Alberto E. Rodriguez / Getty Images
Here we have a tweet about heartburn pill Pepcid from Jesse Tyler Ferguson, the actor from the hit tv show Modern Family:
A Facebook group for fans of the celebrity gossip podcast Who? Weekly flagged this tweet for me because they couldn't figure it out. Keep in mind, these are people who live and breathe celebrities on social media, and they're very savvy about whether or a tweet or Instagram post is #spon or not. So if this had them stumped, it's a real stumper!
Saying that the giant, grotesque meal you're about to eat is “sponsored by Pepcid” is obviously a joke, right?

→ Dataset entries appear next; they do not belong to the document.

//! # Demo Data
//!
//! Populates a store with a small electronics-and-stationery catalog, a few
//! customers and the two default users, for development and the demo run.
//!
//! ## Seeded Records
//! - 6 products across Electronics, Home & Garden, Stationery
//!   (tax 18% or 12%, each with a 12-digit barcode and HSN code)
//! - 3 customers with loyalty points
//! - 2 users: `admin` (Admin), `cashier` (Cashier)
//!
//! "Notebook Set" starts at 2 units so the low-stock views have something
//! to show.

use tracing::info;

use crate::state::Store;
use tally_core::{CoreResult, Customer, InMemoryCatalog, Ledger, Product, User, UserRole};

/// (id, name, price, cost, stock, category, barcode, tax %, hsn)
const PRODUCTS: &[(&str, &str, i64, i64, i64, &str, &str, u32, &str)] = &[
    ("1", "iPhone 15 Pro", 99_999, 75_000, 15, "Electronics", "123456789012", 18, "8517"),
    ("2", "Samsung Galaxy Buds", 14_999, 10_000, 8, "Electronics", "123456789013", 18, "8518"),
    ("3", "MacBook Air M2", 119_999, 95_000, 8, "Electronics", "123456789014", 18, "8471"),
    ("4", "Coffee Mug", 1_299, 600, 25, "Home & Garden", "123456789015", 12, "6912"),
    ("5", "Notebook Set", 899, 450, 2, "Stationery", "123456789016", 12, "4820"),
    ("6", "Wireless Mouse", 2_999, 1_800, 12, "Electronics", "123456789017", 18, "8471"),
];

/// (id, name, phone, email, loyalty points)
const CUSTOMERS: &[(&str, &str, &str, &str, i64)] = &[
    ("1", "John Doe", "+1-555-0123", "john.doe@email.com", 150),
    ("2", "Jane Smith", "+1-555-0124", "jane.smith@email.com", 89),
    ("3", "Mike Johnson", "+1-555-0125", "mike.j@email.com", 245),
];

pub fn products() -> Vec<Product> {
    PRODUCTS
        .iter()
        .map(
            |&(id, name, price, cost, stock, category, barcode, tax_pct, hsn)| Product {
                id: id.to_string(),
                name: name.to_string(),
                price_cents: price,
                cost_cents: cost,
                stock,
                tax_rate_bps: tax_pct * 100,
                category: category.to_string(),
                barcode: Some(barcode.to_string()),
                hsn_code: Some(hsn.to_string()),
                is_active: true,
            },
        )
        .collect()
}

pub fn customers() -> Vec<Customer> {
    CUSTOMERS
        .iter()
        .map(|&(id, name, phone, email, loyalty_points)| Customer {
            id: id.to_string(),
            name: name.to_string(),
            phone: phone.to_string(),
            email: email.to_string(),
            loyalty_points,
        })
        .collect()
}

pub fn users() -> Vec<User> {
    vec![
        User {
            id: "1".to_string(),
            username: "admin".to_string(),
            name: "Admin User".to_string(),
            role: UserRole::Admin,
        },
        User {
            id: "2".to_string(),
            username: "cashier".to_string(),
            name: "Cashier User".to_string(),
            role: UserRole::Cashier,
        },
    ]
}

/// Adds the demo records to `store`.
pub fn populate(store: &mut Store) -> CoreResult<()> {
    for product in products() {
        store.catalog.insert(product)?;
    }
    store.customers.extend(customers());
    store.users.extend(users());

    info!(
        products = store.catalog.products().len(),
        customers = store.customers.len(),
        users = store.users.len(),
        "Seeded demo data"
    );
    Ok(())
}

/// A fresh store on the system clock, populated with the demo records.
pub fn demo_store() -> CoreResult<Store> {
    let mut store = Store::new(InMemoryCatalog::new(), Ledger::new());
    populate(&mut store)?;
    Ok(store)
}

#[cfg(test)]
mod tests {
    use super::*;
    use tally_core::Catalog;

    #[test]
    fn test_demo_store() {
        let store = demo_store().unwrap();
        assert_eq!(store.catalog.products().len(), 6);
        assert_eq!(store.catalog.get("5").unwrap().stock, 2);
        assert_eq!(
            store.catalog.find_by_barcode("123456789012").unwrap().name,
            "iPhone 15 Pro"
        );
        assert_eq!(store.customer("3").unwrap().loyalty_points, 245);
        assert!(store.user_by_username("cashier").is_some());
    }

    #[test]
    fn test_seeded_tax_rates() {
        let products = products();
        assert_eq!(products[0].tax_rate_bps, 1800);
        assert_eq!(products[3].tax_rate_bps, 1200);
    }
}
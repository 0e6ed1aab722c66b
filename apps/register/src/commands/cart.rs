//! # Cart Commands
//!
//! Commands for the sales screen and cart panel.
//!
//! ## Cart Lifecycle
//! ```text
//! ┌─────────────────────────────────────────────────────────────────────────┐
//! │                    Cart Lifecycle                                       │
//! │                                                                         │
//! │  ┌──────────┐     ┌──────────┐     ┌──────────┐     ┌──────────┐       │
//! │  │  Empty   │────►│ In Cart  │────►│ Payment  │────►│ Recorded │       │
//! │  │  Cart    │     │          │     │  method  │     │   Sale   │       │
//! │  └──────────┘     └──────────┘     └──────────┘     └──────────┘       │
//! │                        │                 │                              │
//! │                   add_to_cart        checkout                          │
//! │                   update_cart_item   (sale.rs)                         │
//! │                   remove_from_cart                                      │
//! │                   set_discount                                          │
//! │                   set_customer                                          │
//! │                        │                                                │
//! │                        ▼                                                │
//! │                   clear_cart ──────────────────────►                   │
//! │                                                      (back to empty)   │
//! └─────────────────────────────────────────────────────────────────────────┘
//! ```

use serde::Serialize;
use tracing::debug;

use crate::error::{ApiError, ApiResult};
use crate::state::{CartState, StoreState};
use tally_core::{Cart, CartLine, CartTotals, Catalog, CustomerRef, Money};

/// Cart response including lines and totals.
#[derive(Debug, Clone, Serialize)]
#[serde(rename_all = "camelCase")]
pub struct CartResponse {
    pub lines: Vec<CartLine>,
    pub totals: CartTotals,
    pub customer: Option<CustomerRef>,
}

impl From<&Cart> for CartResponse {
    fn from(cart: &Cart) -> Self {
        CartResponse {
            lines: cart.lines().to_vec(),
            totals: cart.totals(),
            customer: cart.customer().cloned(),
        }
    }
}

pub fn get_cart(cart: &CartState) -> CartResponse {
    cart.with_cart(|c| CartResponse::from(c))
}

/// Adds a product to the cart.
///
/// ## Behavior
/// - Already in cart: quantity increases
/// - Not in cart: added as a new line
/// - Price is frozen when the line is first added
///
/// ## Arguments
/// * `product_id` - Catalog id to add
/// * `quantity` - Quantity to add (default: 1)
pub fn add_to_cart(
    store: &StoreState,
    cart: &CartState,
    product_id: &str,
    quantity: Option<i64>,
) -> ApiResult<CartResponse> {
    let quantity = quantity.unwrap_or(1);
    debug!(product_id = %product_id, quantity, "add_to_cart command");

    cart.with_cart_mut(|c| -> ApiResult<CartResponse> {
        store.with_store(|s| -> ApiResult<CartResponse> {
            let product = s
                .catalog
                .get(product_id)
                .ok_or_else(|| ApiError::not_found("Product", product_id))?;
            c.add_item(product, quantity)?;
            Ok(CartResponse::from(&*c))
        })
    })
}

/// Adds one unit of the product with `barcode`, as a scanner would.
pub fn scan_barcode(store: &StoreState, cart: &CartState, barcode: &str) -> ApiResult<CartResponse> {
    debug!(barcode = %barcode, "scan_barcode command");

    cart.with_cart_mut(|c| -> ApiResult<CartResponse> {
        store.with_store(|s| -> ApiResult<CartResponse> {
            let product = s
                .catalog
                .find_by_barcode(barcode)
                .ok_or_else(|| ApiError::not_found("Barcode", barcode))?;
            c.add_item(product, 1)?;
            Ok(CartResponse::from(&*c))
        })
    })
}

/// Sets a line's quantity; zero or less removes the line.
pub fn update_cart_item(
    cart: &CartState,
    product_id: &str,
    quantity: i64,
) -> ApiResult<CartResponse> {
    debug!(product_id = %product_id, quantity, "update_cart_item command");

    cart.with_cart_mut(|c| -> ApiResult<CartResponse> {
        c.set_quantity(product_id, quantity)?;
        Ok(CartResponse::from(&*c))
    })
}

pub fn remove_from_cart(cart: &CartState, product_id: &str) -> ApiResult<CartResponse> {
    debug!(product_id = %product_id, "remove_from_cart command");

    cart.with_cart_mut(|c| -> ApiResult<CartResponse> {
        c.remove_item(product_id)?;
        Ok(CartResponse::from(&*c))
    })
}

/// Sets the flat discount in cents.
pub fn set_discount(cart: &CartState, discount_cents: i64) -> ApiResult<CartResponse> {
    debug!(discount_cents, "set_discount command");

    cart.with_cart_mut(|c| -> ApiResult<CartResponse> {
        c.set_discount(Money::from_cents(discount_cents))?;
        Ok(CartResponse::from(&*c))
    })
}

/// Attaches a customer from the directory, or detaches with `None`.
pub fn set_customer(
    store: &StoreState,
    cart: &CartState,
    customer_id: Option<&str>,
) -> ApiResult<CartResponse> {
    debug!(customer_id = ?customer_id, "set_customer command");

    cart.with_cart_mut(|c| -> ApiResult<CartResponse> {
        let customer = match customer_id {
            Some(id) => Some(
                store
                    .with_store(|s| s.customer(id).map(|cust| cust.to_ref()))
                    .ok_or_else(|| ApiError::not_found("Customer", id))?,
            ),
            None => None,
        };
        c.set_customer(customer);
        Ok(CartResponse::from(&*c))
    })
}

/// Empties the cart.
///
/// ## When Used
/// - Cashier cancels the sale
/// - After checkout (done by `checkout` itself)
pub fn clear_cart(cart: &CartState) -> CartResponse {
    debug!("clear_cart command");

    cart.with_cart_mut(|c| -> CartResponse {
        c.clear();
        CartResponse::from(&*c)
    })
}
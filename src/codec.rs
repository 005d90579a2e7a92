//! Encoder and decoder references carried by registrations.
//!
//! Encoding and decoding happen inside the transport provider; this crate
//! only records which codec types an endpoint declared so the provider can
//! look them up.

use std::any::{TypeId, type_name};

/// Opaque reference to an encoder or decoder type.
#[derive(Clone, Copy, Debug, PartialEq, Eq, Hash)]
pub struct CodecRef {
    id: TypeId,
    name: &'static str,
}

impl CodecRef {
    /// Reference the codec type `T`.
    #[must_use]
    pub fn of<T: ?Sized + 'static>() -> Self {
        Self {
            id: TypeId::of::<T>(),
            name: type_name::<T>(),
        }
    }

    /// `TypeId` of the referenced codec.
    #[must_use]
    pub fn type_id(&self) -> TypeId { self.id }

    /// Fully qualified type name, for diagnostics.
    #[must_use]
    pub fn type_name(&self) -> &'static str { self.name }

    /// Whether this reference names `T`.
    #[must_use]
    pub fn is<T: ?Sized + 'static>(&self) -> bool { self.id == TypeId::of::<T>() }
}

#[cfg(test)]
mod tests {
    use super::CodecRef;

    struct JsonEncoder;
    struct JsonDecoder;

    #[test]
    fn references_compare_by_type() {
        assert_eq!(CodecRef::of::<JsonEncoder>(), CodecRef::of::<JsonEncoder>());
        assert_ne!(CodecRef::of::<JsonEncoder>(), CodecRef::of::<JsonDecoder>());
        assert!(CodecRef::of::<JsonDecoder>().is::<JsonDecoder>());
        assert!(CodecRef::of::<JsonDecoder>().type_name().ends_with("JsonDecoder"));
    }
}
//! Live connection handles and the message wiring installed on them.
//!
//! A [`Session`] is the transport provider's handle for one open connection.
//! The dispatcher wires [`MessageHandlers`] onto it when the connection opens;
//! the provider then invokes those handlers for every inbound message.

use std::{
    fmt,
    sync::{
        Arc,
        atomic::{AtomicU64, Ordering},
    },
};

use crate::{error::TransportError, properties::UserProperties};

/// Reason string sent when a connection is closed because a handler failed.
pub const SERVER_ERROR_REASON: &str = "SERVER_ERROR";

/// Identifier assigned to a session by its transport provider.
#[derive(Clone, Copy, Debug, PartialEq, Eq, Hash, PartialOrd, Ord)]
pub struct SessionId(u64);

impl From<u64> for SessionId {
    fn from(value: u64) -> Self { Self(value) }
}

impl SessionId {
    /// Create a new [`SessionId`] with the provided value.
    #[must_use]
    pub fn new(id: u64) -> Self { Self(id) }

    /// Allocate a process-unique identifier.
    #[must_use]
    pub fn next() -> Self {
        static NEXT: AtomicU64 = AtomicU64::new(1);
        Self(NEXT.fetch_add(1, Ordering::Relaxed))
    }

    /// Return the inner `u64` representation.
    #[must_use]
    pub fn as_u64(&self) -> u64 { self.0 }
}

impl fmt::Display for SessionId {
    fn fmt(&self, f: &mut fmt::Formatter<'_>) -> fmt::Result { write!(f, "SessionId({})", self.0) }
}

/// WebSocket close status code.
#[derive(Clone, Copy, Debug, PartialEq, Eq, Hash)]
pub struct CloseCode(u16);

impl CloseCode {
    /// 1000: the purpose of the connection was fulfilled.
    pub const NORMAL_CLOSURE: CloseCode = CloseCode(1000);
    /// 1001: an endpoint is going away.
    pub const GOING_AWAY: CloseCode = CloseCode(1001);
    /// 1002: protocol error.
    pub const PROTOCOL_ERROR: CloseCode = CloseCode(1002);
    /// 1005: no status code was present.
    pub const NO_STATUS_CODE: CloseCode = CloseCode(1005);
    /// 1006: the connection dropped without a close frame.
    pub const CLOSED_ABNORMALLY: CloseCode = CloseCode(1006);
    /// 1009: a message exceeded the configured buffer size.
    pub const MESSAGE_TOO_BIG: CloseCode = CloseCode(1009);
    /// 1011: the server hit an unexpected condition.
    pub const UNEXPECTED_CONDITION: CloseCode = CloseCode(1011);

    /// Wrap a raw status code.
    #[must_use]
    pub const fn new(code: u16) -> Self { Self(code) }

    /// Raw status code.
    #[must_use]
    pub const fn as_u16(self) -> u16 { self.0 }
}

impl From<u16> for CloseCode {
    fn from(value: u16) -> Self { Self(value) }
}

impl fmt::Display for CloseCode {
    fn fmt(&self, f: &mut fmt::Formatter<'_>) -> fmt::Result { write!(f, "{}", self.0) }
}

/// Close code plus human-readable reason.
#[derive(Clone, Debug, PartialEq, Eq)]
pub struct CloseReason {
    code: CloseCode,
    reason: String,
}

impl CloseReason {
    /// Build a close reason.
    pub fn new(code: CloseCode, reason: impl Into<String>) -> Self {
        Self {
            code,
            reason: reason.into(),
        }
    }

    /// Normal closure without a reason phrase.
    #[must_use]
    pub fn normal() -> Self { Self::new(CloseCode::NORMAL_CLOSURE, "") }

    /// The fixed diagnostic used when a handler failure forces a close.
    #[must_use]
    pub fn unexpected_condition() -> Self {
        Self::new(CloseCode::UNEXPECTED_CONDITION, SERVER_ERROR_REASON)
    }

    /// Status code.
    #[must_use]
    pub fn code(&self) -> CloseCode { self.code }

    /// Reason phrase, possibly empty.
    #[must_use]
    pub fn reason(&self) -> &str { &self.reason }
}

impl fmt::Display for CloseReason {
    fn fmt(&self, f: &mut fmt::Formatter<'_>) -> fmt::Result {
        if self.reason.is_empty() {
            write!(f, "{}", self.code)
        } else {
            write!(f, "{} ({})", self.code, self.reason)
        }
    }
}

/// Callback receiving a complete text message.
pub type WholeTextCallback = Box<dyn Fn(&str) + Send + Sync>;
/// Callback receiving a text fragment and whether it ends the message.
pub type PartialTextCallback = Box<dyn Fn(&str, bool) + Send + Sync>;
/// Callback receiving a complete binary message.
pub type WholeBinaryCallback = Box<dyn Fn(&[u8]) + Send + Sync>;
/// Callback receiving a binary fragment and whether it ends the message.
pub type PartialBinaryCallback = Box<dyn Fn(&[u8], bool) + Send + Sync>;
/// Callback receiving a pong payload.
pub type PongCallback = Box<dyn Fn(&[u8]) + Send + Sync>;

/// How text messages are delivered.
///
/// With [`TextHandler::Whole`] the provider must assemble fragments and invoke
/// the callback once per logical message.
pub enum TextHandler {
    /// One call per complete message.
    Whole(WholeTextCallback),
    /// One call per fragment as it arrives.
    Partial(PartialTextCallback),
}

/// How binary messages are delivered.
pub enum BinaryHandler {
    /// One call per complete message.
    Whole(WholeBinaryCallback),
    /// One call per fragment as it arrives.
    Partial(PartialBinaryCallback),
}

/// Message delivery mode selected when a connection opens.
#[derive(Clone, Copy, Debug, PartialEq, Eq)]
pub enum Delivery {
    /// Providers assemble fragments before delivery.
    Whole,
    /// Providers forward fragments as they arrive.
    Partial,
}

/// Handlers wired onto a session when it opens.
pub struct MessageHandlers {
    /// Text message handler.
    pub text: TextHandler,
    /// Binary message handler.
    pub binary: BinaryHandler,
    /// Keepalive (pong) handler.
    pub pong: PongCallback,
}

impl MessageHandlers {
    /// Delivery mode of the installed text and binary handlers.
    #[must_use]
    pub fn delivery(&self) -> Delivery {
        match self.text {
            TextHandler::Whole(_) => Delivery::Whole,
            TextHandler::Partial(_) => Delivery::Partial,
        }
    }
}

impl fmt::Debug for MessageHandlers {
    fn fmt(&self, f: &mut fmt::Formatter<'_>) -> fmt::Result {
        f.debug_struct("MessageHandlers")
            .field("delivery", &self.delivery())
            .finish_non_exhaustive()
    }
}

/// A live connection owned by a transport provider.
///
/// All operations are non-blocking: sends and closes enqueue work for the
/// provider's connection task and return immediately.
pub trait Session: Send + Sync + fmt::Debug {
    /// Provider-assigned identifier.
    fn id(&self) -> SessionId;

    /// Whether the connection is still open.
    fn is_open(&self) -> bool;

    /// Subprotocol agreed during the handshake, if any.
    fn negotiated_subprotocol(&self) -> Option<String>;

    /// Snapshot of the properties bound to this session.
    fn user_properties(&self) -> UserProperties;

    /// Replace the message handlers invoked for inbound traffic.
    fn install_handlers(&self, handlers: MessageHandlers);

    /// Queue a text message.
    ///
    /// # Errors
    ///
    /// Returns [`TransportError::Closed`] if the session is no longer open.
    fn send_text(&self, text: &str) -> Result<(), TransportError>;

    /// Queue a binary message.
    ///
    /// # Errors
    ///
    /// Returns [`TransportError::Closed`] if the session is no longer open.
    fn send_binary(&self, data: &[u8]) -> Result<(), TransportError>;

    /// Queue a ping frame.
    ///
    /// # Errors
    ///
    /// Returns [`TransportError::Closed`] if the session is no longer open.
    fn send_ping(&self, payload: &[u8]) -> Result<(), TransportError>;

    /// Begin the closing handshake with `reason`.
    ///
    /// # Errors
    ///
    /// Returns an error if the close frame could not be queued.
    fn close(&self, reason: CloseReason) -> Result<(), TransportError>;
}

/// Shared handle to a live session.
pub type SessionHandle = Arc<dyn Session>;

I can totally imagine making that joke myself (almost). Overindulging on Shake Shake burgers so much that you need stomach medicine is the kind of thing people would make a self-deprecating joke about. Like if you posted a picture of yourself looking really hungover and captioned it, “sponsored by Jose Quervo and bad decisions.”
If it ISN'T a joke, then it's clearly an ad – the disclosure “I teamed up w/ PEPCID” is pretty clear that this is a spokesperson relationship. And though the FTC has recently cracked down on people doing sort of tricky things like saying “#sp” instead of “#sponsored” or using obfuscation to hide the #ad hashtag at the end of a super long caption, there isn't an official hard and fast rule on exactly what language someone MUST use. The idea is that it should be clear if you are working for the brand, and I think “I teamed up with [brand]” is clear enough disclosure.
Usually when I'm investigating a celebrity's social media post, the confusion is over whether the celeb's disclosure is clear to the average person. But this is different – the big question here is: Is this an ad, or just a cheesy dad joke?
To find out once and for all, I reached out to Johnson & Johnson, which owns the Pepcid brand. “We know that Jesse can be quite the jokester, but lucky for us, he relies on PEPCID® to treat his frequent heartburn and he agreed to team up with us!” said a J&J spokesperson. “As he disclosed per FTC guidelines, this post is part of our partnership agreement – he’s been a paid spokesperson for the brand since 2016.”
There you have it folks. Sometimes a dad joke is really an ad.